* TASK
Show every line of the data that includes the word "host".

Collected data:
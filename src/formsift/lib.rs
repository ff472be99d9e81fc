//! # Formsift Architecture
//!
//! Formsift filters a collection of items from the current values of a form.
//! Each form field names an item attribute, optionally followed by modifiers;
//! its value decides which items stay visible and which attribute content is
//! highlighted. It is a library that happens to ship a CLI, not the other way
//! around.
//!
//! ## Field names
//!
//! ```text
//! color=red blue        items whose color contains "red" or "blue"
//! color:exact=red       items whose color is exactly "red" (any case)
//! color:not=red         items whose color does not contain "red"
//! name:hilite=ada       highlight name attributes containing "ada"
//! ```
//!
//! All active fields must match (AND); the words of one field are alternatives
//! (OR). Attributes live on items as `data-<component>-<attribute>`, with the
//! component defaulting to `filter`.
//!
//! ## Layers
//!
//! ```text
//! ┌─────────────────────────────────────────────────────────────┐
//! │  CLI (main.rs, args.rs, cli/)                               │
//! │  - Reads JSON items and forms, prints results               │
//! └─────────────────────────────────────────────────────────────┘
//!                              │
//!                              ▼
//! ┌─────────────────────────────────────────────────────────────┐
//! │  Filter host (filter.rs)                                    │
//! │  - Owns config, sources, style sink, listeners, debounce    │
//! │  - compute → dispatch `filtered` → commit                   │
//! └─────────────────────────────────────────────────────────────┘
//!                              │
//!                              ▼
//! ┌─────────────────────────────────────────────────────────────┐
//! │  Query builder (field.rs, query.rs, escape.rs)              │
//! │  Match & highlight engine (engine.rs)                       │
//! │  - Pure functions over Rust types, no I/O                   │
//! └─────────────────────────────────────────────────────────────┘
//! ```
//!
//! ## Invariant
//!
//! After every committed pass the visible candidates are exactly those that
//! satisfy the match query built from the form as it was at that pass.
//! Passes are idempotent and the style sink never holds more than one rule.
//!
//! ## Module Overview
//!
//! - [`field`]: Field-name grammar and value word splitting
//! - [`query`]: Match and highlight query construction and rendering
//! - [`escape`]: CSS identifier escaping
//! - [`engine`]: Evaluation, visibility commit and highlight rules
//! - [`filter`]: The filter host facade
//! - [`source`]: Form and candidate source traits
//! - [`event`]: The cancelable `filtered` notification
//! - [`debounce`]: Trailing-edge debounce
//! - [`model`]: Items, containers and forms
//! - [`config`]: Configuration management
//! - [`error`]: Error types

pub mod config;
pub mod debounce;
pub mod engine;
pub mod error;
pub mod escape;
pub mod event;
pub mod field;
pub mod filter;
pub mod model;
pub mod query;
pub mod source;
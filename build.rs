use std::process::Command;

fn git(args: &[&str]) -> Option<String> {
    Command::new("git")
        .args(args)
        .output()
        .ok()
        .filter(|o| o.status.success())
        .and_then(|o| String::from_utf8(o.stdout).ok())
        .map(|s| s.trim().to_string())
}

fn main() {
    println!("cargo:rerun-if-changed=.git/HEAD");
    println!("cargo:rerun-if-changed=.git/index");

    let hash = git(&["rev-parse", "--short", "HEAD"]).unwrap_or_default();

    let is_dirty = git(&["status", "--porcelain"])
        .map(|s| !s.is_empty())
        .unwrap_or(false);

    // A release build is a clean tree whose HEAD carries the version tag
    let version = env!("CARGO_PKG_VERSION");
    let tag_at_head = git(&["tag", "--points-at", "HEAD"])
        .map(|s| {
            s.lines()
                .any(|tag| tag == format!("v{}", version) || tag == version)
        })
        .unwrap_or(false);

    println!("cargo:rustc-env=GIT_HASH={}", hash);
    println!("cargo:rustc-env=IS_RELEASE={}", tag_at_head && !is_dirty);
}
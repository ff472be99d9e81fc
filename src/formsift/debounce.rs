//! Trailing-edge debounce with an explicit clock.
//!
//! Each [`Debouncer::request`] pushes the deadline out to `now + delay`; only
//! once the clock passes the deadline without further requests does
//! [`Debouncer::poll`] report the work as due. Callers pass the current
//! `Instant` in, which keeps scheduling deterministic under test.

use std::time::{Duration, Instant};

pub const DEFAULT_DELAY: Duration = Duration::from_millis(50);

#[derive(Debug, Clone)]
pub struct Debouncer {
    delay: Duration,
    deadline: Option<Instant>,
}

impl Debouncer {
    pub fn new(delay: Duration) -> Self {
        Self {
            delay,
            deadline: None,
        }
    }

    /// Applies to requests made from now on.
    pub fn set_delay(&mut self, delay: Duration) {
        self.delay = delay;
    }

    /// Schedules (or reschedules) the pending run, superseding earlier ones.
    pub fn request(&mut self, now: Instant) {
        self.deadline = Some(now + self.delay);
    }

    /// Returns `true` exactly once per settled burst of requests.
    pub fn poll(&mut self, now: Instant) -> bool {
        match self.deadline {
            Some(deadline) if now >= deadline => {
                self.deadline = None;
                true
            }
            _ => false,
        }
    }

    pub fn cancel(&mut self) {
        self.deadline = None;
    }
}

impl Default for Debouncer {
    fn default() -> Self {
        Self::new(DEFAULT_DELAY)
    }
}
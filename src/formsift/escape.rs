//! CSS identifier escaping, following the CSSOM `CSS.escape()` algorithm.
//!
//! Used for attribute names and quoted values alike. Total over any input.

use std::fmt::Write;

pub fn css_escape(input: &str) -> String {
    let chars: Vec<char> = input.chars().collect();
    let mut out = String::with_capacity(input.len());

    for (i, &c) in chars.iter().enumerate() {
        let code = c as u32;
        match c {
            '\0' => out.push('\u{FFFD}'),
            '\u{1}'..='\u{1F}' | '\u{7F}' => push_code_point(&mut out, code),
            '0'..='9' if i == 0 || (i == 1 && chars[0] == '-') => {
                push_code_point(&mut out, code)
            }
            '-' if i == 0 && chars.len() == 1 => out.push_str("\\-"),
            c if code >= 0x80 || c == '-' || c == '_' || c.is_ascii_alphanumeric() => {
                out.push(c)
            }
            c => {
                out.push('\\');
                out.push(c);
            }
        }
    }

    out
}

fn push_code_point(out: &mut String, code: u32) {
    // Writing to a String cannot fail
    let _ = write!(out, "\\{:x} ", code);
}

* REPLY
//! │  Filter host (filter.rs)                                    │
//! - [`filter`]: The filter host facade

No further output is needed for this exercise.